Os físicos, com um processo ainda lento e hesitante de reelaboração, estão percebendo que o chamado "modelo padrão" da realidade - que com tanta dificuldade só conseguiu unificar parcialmente a doutrina atômica de Bohr com a cosmologia de Einstein - é apenas uma aproximação razoável do verdadeiro, válida dentro de parâmetros limitados, como o universo-relógio concebido pelo mecanicismo de Descartes Newton. No mundo real, fora da escala limitada oferecida pelos nossos sentidos e pelos processos racionais e instintivos, não há certeza, apenas probabilidade. O tempo não é linear, mas se ramifica, retorna a si mesmo, flui em sentido inverso. E, acima de tudo, a percepção não é um mero ato de registrar o existente, mas o que realmente determina o plano da realidade em que estamos atuando. Fenômenos são definidos e completados porque nós os percebemos, caso contrário eles permaneceriam em um estado de indeterminação probabilística - sem vida e sem morte, como o gato de Schrödinger.

O quanto isto reavalia a consciência e o espírito contra o materialismo puro é difícil de expressar. Os antigos cientistas, conceitualmente inadequados para lidar com esse estado de coisas de forma consciente, continuam a elaborar tudo em fórmulas baseadas nos modelos usuais, cortando as variáveis que não sabem levar em conta. Os filósofos, em jejum matemático e imbuídos do racionalismo do século XIX, percebem, no entanto, que algo está mudando e, incapazes por falta de engenhosidade de compreender o novo, recorrem a arquiteturas "fracas" para mascarar uma inépcia de enfrentar a revolução em curso. Os homens de letras, em jejum de tudo menos dos próprios egos, ainda não entenderam nada do que está acontecendo e reduziram a ficção moderna a um panfleto político ou a uma linha de montagem para exercícios de evasão, senão a prática psicomasturbatória.

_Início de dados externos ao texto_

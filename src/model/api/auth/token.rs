use std::marker::PhantomData;

use chrono::{serde::ts_seconds, DateTime, Utc};
use jsonwebtoken::{DecodingKey, EncodingKey, Header, Validation};
use log::warn;
use rocket::{
    http::{Cookie, SameSite, Status},
    request::{FromRequest, Outcome},
    time::Duration,
    Request,
};
use serde::{Deserialize, Serialize};

use crate::config::Config;
use crate::error::Error;
use crate::model::mongodb::Store;

use super::user::{Rights, User};

pub const AUTH_TOKEN_COOKIE: &str = "auth_token";

/// Proof that the bearer logged in as a particular admin or citizen.
///
/// As a request guard, forwards unless the request carries a valid token
/// for a user of type `U` who still exists.
#[derive(Debug, Serialize, Deserialize)]
pub struct AuthToken<U> {
    #[serde(rename = "sub")]
    subject: String,
    #[serde(rename = "rgt")]
    rights: Rights,
    #[serde(skip)]
    phantom: PhantomData<U>,
}

impl<U> AuthToken<U> {
    /// The username of an admin, or the national ID of a citizen.
    pub fn subject(&self) -> &str {
        &self.subject
    }
}

impl<U: User> AuthToken<U> {
    pub fn new(user: &U) -> Self {
        Self {
            subject: user.subject(),
            rights: U::RIGHTS,
            phantom: PhantomData,
        }
    }

    /// Sign this token into a session cookie that expires after the configured TTL.
    pub fn into_cookie(self, config: &Config) -> Result<Cookie<'static>, Error> {
        let ttl = config.auth_ttl();
        let claims = Claims {
            token: self,
            expire_at: Utc::now() + ttl,
        };
        let jwt = jsonwebtoken::encode(
            &Header::default(),
            &claims,
            &EncodingKey::from_secret(config.jwt_secret()),
        )?;

        Ok(Cookie::build(AUTH_TOKEN_COOKIE, jwt)
            .max_age(Duration::seconds(ttl.num_seconds()))
            .http_only(true)
            .same_site(SameSite::Strict)
            .finish())
    }

    /// Verify a signed token, rejecting it if expired or issued for another kind of user.
    fn verify(jwt: &str, config: &Config) -> Option<Self> {
        let claims = jsonwebtoken::decode::<Claims<U>>(
            jwt,
            &DecodingKey::from_secret(config.jwt_secret()),
            &Validation::default(),
        )
        .ok()?
        .claims;
        (claims.token.rights == U::RIGHTS).then_some(claims.token)
    }
}

#[derive(Serialize, Deserialize)]
struct Claims<U> {
    #[serde(flatten, bound = "")]
    token: AuthToken<U>,
    #[serde(rename = "exp", with = "ts_seconds")]
    expire_at: DateTime<Utc>,
}

#[rocket::async_trait]
impl<'r, U: User> FromRequest<'r> for AuthToken<U> {
    type Error = Error;

    async fn from_request(req: &'r Request<'_>) -> Outcome<Self, Self::Error> {
        let (Some(config), Some(store)) = (
            req.rocket().state::<Config>(),
            req.rocket().state::<Store>(),
        ) else {
            return Outcome::Failure((
                Status::InternalServerError,
                Error::Status(Status::InternalServerError, "Server not configured".to_string()),
            ));
        };

        let Some(token) = req
            .cookies()
            .get(AUTH_TOKEN_COOKIE)
            .and_then(|cookie| Self::verify(cookie.value(), config))
        else {
            return Outcome::Forward(());
        };

        // Accounts can be deleted while their tokens live on.
        match store
            .coll::<U>()
            .find_one(U::subject_filter(&token.subject), None)
            .await
        {
            Ok(Some(_)) => Outcome::Success(token),
            Ok(None) => {
                warn!("Rejected token for a user who no longer exists");
                Outcome::Forward(())
            }
            Err(e) => Outcome::Failure((Status::InternalServerError, e.into())),
        }
    }
}

#[cfg(test)]
mod tests {
    use crate::model::db::citizen::Citizen;

    use super::*;

    fn config() -> Config {
        rocket::Config::figment().extract().unwrap()
    }

    #[test]
    fn cookie_round_trip() {
        let config = config();
        let cookie = AuthToken::new(&Citizen::example())
            .into_cookie(&config)
            .unwrap();
        assert_eq!(cookie.name(), AUTH_TOKEN_COOKIE);
        assert!(cookie.http_only().unwrap_or(false));

        let token = AuthToken::<Citizen>::verify(cookie.value(), &config).unwrap();
        assert_eq!(token.subject(), "1990123456789");
    }

    #[test]
    fn rights_must_match() {
        let config = config();
        let cookie = AuthToken::new(&Citizen::example())
            .into_cookie(&config)
            .unwrap();
        assert!(
            AuthToken::<crate::model::db::admin::Admin>::verify(cookie.value(), &config).is_none()
        );
    }

    #[test]
    fn tampered_token_rejected() {
        let config = config();
        let cookie = AuthToken::new(&Citizen::example())
            .into_cookie(&config)
            .unwrap();
        let tampered = format!("{}x", cookie.value());
        assert!(AuthToken::<Citizen>::verify(&tampered, &config).is_none());
    }
}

Lovecraft, em vez disso, sentiu o isolamento do pensamento contemporâneo num mar de enigmas e o seguiu com um lacerante calafrio de medo. Os seus pesadelos são um reflexo desta angústia, mas abriram um caminho sobre o qual ninguém no mundo da cultura teve ainda a coragem de caminhar. É por isso que ele não tem herdeiros: é único e, receio bem, continuará a sê-lo durante muito tempo.

Consciente ou inconscientemente, Lovecraft evocou o Necronomicon, o maldito livro cuja leitura gera loucura. Um símbolo muito evidente: de fato, quem quiser enfrentar, com um espírito livre de preconceitos, as contradições diante das quais a ciência contemporânea nos colocou, deve abandonar completamente os padrões habituais de pensamento, deixando para trás toda racionalidade, todo paradigma lógico e determinismo. De fato, aos olhos daqueles que continuam a pensar da maneira habitual, ele deve se tornar um prisioneiro louco de suas próprias visões. Só assim ele será capaz de abrir as misteriosas "duzentas e trinta e uma portas" invocadas pelos cabalistas, para olhar para uma outra realidade (ou um número infinito de realidades) que não é necessariamente nos deixará satisfeitos. No entanto, para fazer isso é preciso coragem sobre-humana: um atributo, mais uma vez, dos loucos.